After the war he worked on a 160 acrefarm his brother John had bought for the two of them. Robert continued to work on several inventions, and during the winters when the farm was idle, he worked in a Galesburg, Illinois machine shop. He used that money and the experience to design and develop patterns and castings for a riding cultivator.
Robert's brother Cyrus thought the invention had huge potential. To fund their company, Cyrus invested some capital, and Robert sold his share of the farm to his brother John and borrowed additional money. They began business as R.H. & C.M. Avery Company. Sales did not take off and the brothers' company teetered on bankruptcy. Robert moved his family to Kansas and took advantage of the Homestead Act of 1862 to obtain more farm land. He invented a new spiral corn stalk cutter and this time sales increased quickly. In 1872, Robert moved back to Galesburg and with his brother Cyrus' help, restarted the Avery Company.
One of their inventions was the Avery Thresher, a popular threshing machine in the late 1800s and early 1900s. The thresher was driven from the flywheel of a steam traction engine. A belt from the flywheel drove a wheel on the thresher linked to the drum, separating the wheat kernals from the wheat stalks.
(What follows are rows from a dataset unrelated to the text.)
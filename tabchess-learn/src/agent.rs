//! Epsilon-greedy tabular Q-learning agent

use rand::prelude::*;
use rand_chacha::ChaCha8Rng;
use tabchess_core::{ActionKey, GameState, Result, StateKey};

use crate::config::AgentConfig;
use crate::value_table::ValueTable;

// ============================================================================
// POLICY
// ============================================================================

/// Epsilon-greedy choice over `legal`, returning an index into it
///
/// With probability `epsilon` the pick is uniform over all legal actions;
/// otherwise it is uniform over the actions sharing the highest value.
pub fn policy_index<R: Rng + ?Sized>(
    table: &ValueTable,
    state: &StateKey,
    legal: &[ActionKey],
    epsilon: f64,
    rng: &mut R,
) -> Option<usize> {
    if legal.is_empty() {
        return None;
    }

    if rng.gen::<f64>() < epsilon {
        Some(rng.gen_range(0..legal.len()))
    } else {
        Some(greedy_index(table, state, legal, rng))
    }
}

/// Highest-valued action, ties broken uniformly at random
fn greedy_index<R: Rng + ?Sized>(
    table: &ValueTable,
    state: &StateKey,
    legal: &[ActionKey],
    rng: &mut R,
) -> usize {
    let mut best_value = f64::NEG_INFINITY;
    let mut best: Vec<usize> = Vec::new();

    for (index, action) in legal.iter().enumerate() {
        let value = table.get(state, action);
        if value > best_value {
            best_value = value;
            best.clear();
            best.push(index);
        } else if value == best_value {
            best.push(index);
        }
    }

    best.choose(rng).copied().unwrap_or(0)
}

// ============================================================================
// AGENT
// ============================================================================

/// Owns the value table, the exploration rate and its random source
#[derive(Clone, Debug)]
pub struct TabularAgent {
    table: ValueTable,
    epsilon: f64,
    config: AgentConfig,
    rng: ChaCha8Rng,
}

impl TabularAgent {
    pub fn new(config: AgentConfig) -> Result<Self> {
        config.validate()?;
        let rng = match config.seed {
            Some(seed) => ChaCha8Rng::seed_from_u64(seed),
            None => ChaCha8Rng::from_entropy(),
        };
        Ok(Self {
            table: ValueTable::new(),
            epsilon: config.epsilon_start,
            config,
            rng,
        })
    }

    /// Pick an action for `state`; `None` when there is nothing legal
    pub fn select_action(&mut self, state: &StateKey, legal: &[ActionKey]) -> Option<ActionKey> {
        self.select_index(state, legal).map(|index| legal[index].clone())
    }

    /// Same as [`TabularAgent::select_action`] but returns the index into `legal`
    pub fn select_index(&mut self, state: &StateKey, legal: &[ActionKey]) -> Option<usize> {
        policy_index(&self.table, state, legal, self.epsilon, &mut self.rng)
    }

    /// Action for a front-end showing a position to a player.
    ///
    /// Uses whatever exploration rate training ended with, so post-training
    /// play can still be partly random. Callers that want pure exploitation
    /// must lower it with [`TabularAgent::set_epsilon`].
    pub fn choose_move(&mut self, state: &StateKey, legal: &[ActionKey]) -> Option<ActionKey> {
        self.select_action(state, legal)
    }

    /// One-step Q-learning update.
    ///
    /// `Q(s,a) <- (1-α)·Q(s,a) + α·(r + γ·max_a' Q(s',a'))`, where the legal
    /// actions at `s'` are re-derived by decoding `next_state`. A missing
    /// action is a no-op; an undecodable `next_state` aborts the update.
    pub fn update(
        &mut self,
        state: &StateKey,
        action: Option<&ActionKey>,
        reward: f64,
        next_state: &StateKey,
    ) -> Result<()> {
        let action = match action {
            Some(action) => action,
            None => return Ok(()),
        };

        let next_legal = GameState::from_key(next_state)?.legal_actions();
        let next_max = self.table.max_value(next_state, &next_legal).unwrap_or(0.0);

        let alpha = self.config.learning_rate;
        let target = reward + self.config.discount_factor * next_max;
        let old = self.table.get(state, action);
        self.table.set(state, action, (1.0 - alpha) * old + alpha * target);

        Ok(())
    }

    /// `ε <- max(ε_min, ε · decay)`; called once per finished episode
    pub fn decay_exploration(&mut self) {
        self.epsilon = (self.epsilon * self.config.epsilon_decay).max(self.config.epsilon_min);
    }

    pub fn epsilon(&self) -> f64 {
        self.epsilon
    }

    /// Override the exploration rate (clamped to [0, 1])
    pub fn set_epsilon(&mut self, epsilon: f64) {
        self.epsilon = epsilon.clamp(0.0, 1.0);
    }

    pub fn value(&self, state: &StateKey, action: &ActionKey) -> f64 {
        self.table.get(state, action)
    }

    pub fn table(&self) -> &ValueTable {
        &self.table
    }

    pub fn config(&self) -> &AgentConfig {
        &self.config
    }
}

// ============================================================================
// TESTS
// ============================================================================

#[cfg(test)]
mod tests {
    use super::*;
    use std::collections::HashSet;
    use tabchess_core::Error;

    fn agent(epsilon: f64, seed: u64) -> TabularAgent {
        let config = AgentConfig::default()
            .with_exploration(epsilon, 0.0, 0.5)
            .with_seed(seed);
        TabularAgent::new(config).unwrap()
    }

    fn action(raw: &str) -> ActionKey {
        ActionKey::parse(raw).unwrap()
    }

    fn after(moves: &[&str]) -> GameState {
        let mut game = GameState::new();
        for uci in moves {
            game.apply_action(&action(uci)).unwrap();
        }
        game
    }

    #[test]
    fn test_empty_legal_set_returns_none() {
        let state = GameState::new().key();
        for epsilon in [0.0, 0.3, 1.0] {
            let mut a = agent(epsilon, 1);
            assert_eq!(a.select_action(&state, &[]), None);
            assert_eq!(a.choose_move(&state, &[]), None);
        }
    }

    #[test]
    fn test_greedy_picks_highest_value() {
        let mut a = agent(0.0, 3);
        let game = GameState::new();
        let state = game.key();
        let legal = game.legal_actions();

        a.table.set(&state, &action("g1f3"), 0.7);
        a.table.set(&state, &action("e2e4"), 0.2);
        for _ in 0..20 {
            assert_eq!(a.select_action(&state, &legal), Some(action("g1f3")));
        }
    }

    #[test]
    fn test_greedy_breaks_ties_randomly() {
        // Empty table: every opening move is tied at 0.0
        let game = GameState::new();
        let state = game.key();
        let legal = game.legal_actions();

        let mut seen = HashSet::new();
        let mut a = agent(0.0, 11);
        for _ in 0..100 {
            seen.insert(a.select_action(&state, &legal).unwrap());
        }
        assert!(seen.len() > 1, "ties must not collapse to one move");

        // Reordering the legal list does not bias the choice to a position
        let mut reversed = legal.clone();
        reversed.reverse();
        let mut seen_reversed = HashSet::new();
        for _ in 0..100 {
            seen_reversed.insert(a.select_action(&state, &reversed).unwrap());
        }
        assert!(seen_reversed.len() > 1);
    }

    #[test]
    fn test_ties_only_among_maximum() {
        let mut a = agent(0.0, 5);
        let game = GameState::new();
        let state = game.key();
        let legal = game.legal_actions();

        for other in &legal {
            a.table.set(&state, other, -1.0);
        }
        a.table.set(&state, &action("e2e4"), 1.0);
        a.table.set(&state, &action("d2d4"), 1.0);

        let mut seen = HashSet::new();
        for _ in 0..100 {
            seen.insert(a.select_action(&state, &legal).unwrap());
        }
        let expected: HashSet<_> = [action("e2e4"), action("d2d4")].into_iter().collect();
        assert_eq!(seen, expected);
    }

    #[test]
    fn test_full_exploration_ignores_values() {
        let mut a = agent(1.0, 9);
        let game = GameState::new();
        let state = game.key();
        let legal = game.legal_actions();
        a.table.set(&state, &action("e2e4"), 100.0);

        let picks: HashSet<_> = (0..200).filter_map(|_| a.select_action(&state, &legal)).collect();
        assert!(picks.len() > 5);
    }

    #[test]
    fn test_update_without_action_is_noop() {
        let mut a = agent(0.5, 2);
        let state = GameState::new().key();
        let next = after(&["e2e4"]).key();
        a.table.set(&state, &action("d2d4"), 0.4);

        let before = a.table().clone();
        a.update(&state, None, 42.0, &next).unwrap();
        assert_eq!(a.table(), &before);

        // Even an undecodable next state is never looked at
        a.update(&state, None, 1.0, &StateKey::from_raw("garbage")).unwrap();
        assert_eq!(a.table(), &before);
    }

    #[test]
    fn test_update_rule() {
        let mut a = agent(0.0, 4);
        let state = GameState::new().key();
        let e4 = action("e2e4");
        let next = after(&["e2e4"]).key();

        // All next-state values are zero: Q = 0.9 * 0 + 0.1 * (2 + 0)
        a.update(&state, Some(&e4), 2.0, &next).unwrap();
        assert!((a.value(&state, &e4) - 0.2).abs() < 1e-12);

        // With a best reply worth 3.0: Q = 0.9 * 0.2 + 0.1 * (1 + 0.9 * 3)
        a.table.set(&next, &action("e7e5"), 3.0);
        a.table.set(&next, &action("d7d5"), -1.0);
        a.update(&state, Some(&e4), 1.0, &next).unwrap();
        let expected = 0.9 * 0.2 + 0.1 * (1.0 + 0.9 * 3.0);
        assert!((a.value(&state, &e4) - expected).abs() < 1e-12);
    }

    #[test]
    fn test_reads_leave_table_untouched() {
        let mut a = agent(0.0, 6);
        let game = GameState::new();
        let state = game.key();
        let legal = game.legal_actions();

        // Selection and value queries on an unseen state store nothing
        assert!(a.select_action(&state, &legal).is_some());
        assert_eq!(a.value(&state, &legal[0]), 0.0);
        assert!(a.table().is_empty());

        // An update writes only the (state, action) pair it was given
        let next = after(&["e2e4"]).key();
        a.update(&state, Some(&action("e2e4")), 1.0, &next).unwrap();
        assert_eq!(a.table().lookup(&state, &action("e2e4")), Some(0.1));
        assert_eq!(a.table().lookup(&state, &action("d2d4")), None);
        assert!(!a.table().contains_state(&next));
        assert_eq!(a.table().entry_count(), 1);
    }

    #[test]
    fn test_update_uses_only_legal_next_actions() {
        let mut a = agent(0.0, 4);
        let state = GameState::new().key();
        let e4 = action("e2e4");
        let next = after(&["e2e4"]).key();

        // A stale, non-legal entry at the next state must not feed the target
        a.table.set(&next, &action("e2e4"), 50.0);
        a.update(&state, Some(&e4), 0.0, &next).unwrap();
        assert_eq!(a.value(&state, &e4), 0.0);
    }

    #[test]
    fn test_update_terminal_next_state() {
        let mut a = agent(0.0, 4);
        let before = GameState::from_fen("6k1/5ppp/8/8/8/8/8/R5K1 w - - 0 1").unwrap();
        let mut mated = before.clone();
        mated.apply_action(&action("a1a8")).unwrap();

        a.update(&before.key(), Some(&action("a1a8")), 100.0, &mated.key())
            .unwrap();
        assert!((a.value(&before.key(), &action("a1a8")) - 10.0).abs() < 1e-12);
    }

    #[test]
    fn test_update_rejects_malformed_next_state() {
        let mut a = agent(0.0, 4);
        let state = GameState::new().key();
        let result = a.update(&state, Some(&action("e2e4")), 1.0, &StateKey::from_raw("x y z w"));
        assert!(matches!(result, Err(Error::MalformedState { .. })));
        assert!(a.table().is_empty());
    }

    #[test]
    fn test_decay_is_monotonic_and_floored() {
        let config = AgentConfig::default().with_exploration(1.0, 0.05, 0.9).with_seed(1);
        let mut a = TabularAgent::new(config).unwrap();

        let mut previous = a.epsilon();
        for _ in 0..200 {
            a.decay_exploration();
            assert!(a.epsilon() <= previous);
            assert!(a.epsilon() >= 0.05);
            previous = a.epsilon();
        }
        assert_eq!(a.epsilon(), 0.05);
    }

    #[test]
    fn test_single_decay_step() {
        let mut a = TabularAgent::new(AgentConfig::default().with_seed(1)).unwrap();
        a.decay_exploration();
        assert!((a.epsilon() - 0.9999).abs() < 1e-12);
    }

    #[test]
    fn test_set_epsilon_clamps() {
        let mut a = agent(0.5, 1);
        a.set_epsilon(2.0);
        assert_eq!(a.epsilon(), 1.0);
        a.set_epsilon(0.0);
        assert_eq!(a.epsilon(), 0.0);
    }

    #[test]
    fn test_seeded_agents_agree() {
        let game = GameState::new();
        let legal = game.legal_actions();
        let mut a = agent(0.5, 77);
        let mut b = agent(0.5, 77);
        for _ in 0..20 {
            assert_eq!(a.select_action(&game.key(), &legal), b.select_action(&game.key(), &legal));
        }
    }

    #[test]
    fn test_invalid_config_rejected() {
        let config = AgentConfig {
            discount_factor: 1.2,
            ..Default::default()
        };
        assert!(TabularAgent::new(config).is_err());
    }
}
Robert was the inventor while Cyrus managed the business aspects. They bought into the oldest foundry in Peoria, owned by Joseph Frost.They operated out of Galesburg, Illinois until 1882, when they needed better access to railroad transportation and wider markets. They then purchased 18 acres in Peoria, Illinois and moved the business there to North Adams and North Jefferson Streets adjacent to a railroad spur. In 1883 the company was capitalized at US$200.000. In 1892, Robert died and Cyrus became president. John B. Bartholomew, who started with the company on December 8, 1879 driving a team to haul lumber for a US$1.10 per day, was made vice-president. He was also the brother of Cyrus' wife, Minnie.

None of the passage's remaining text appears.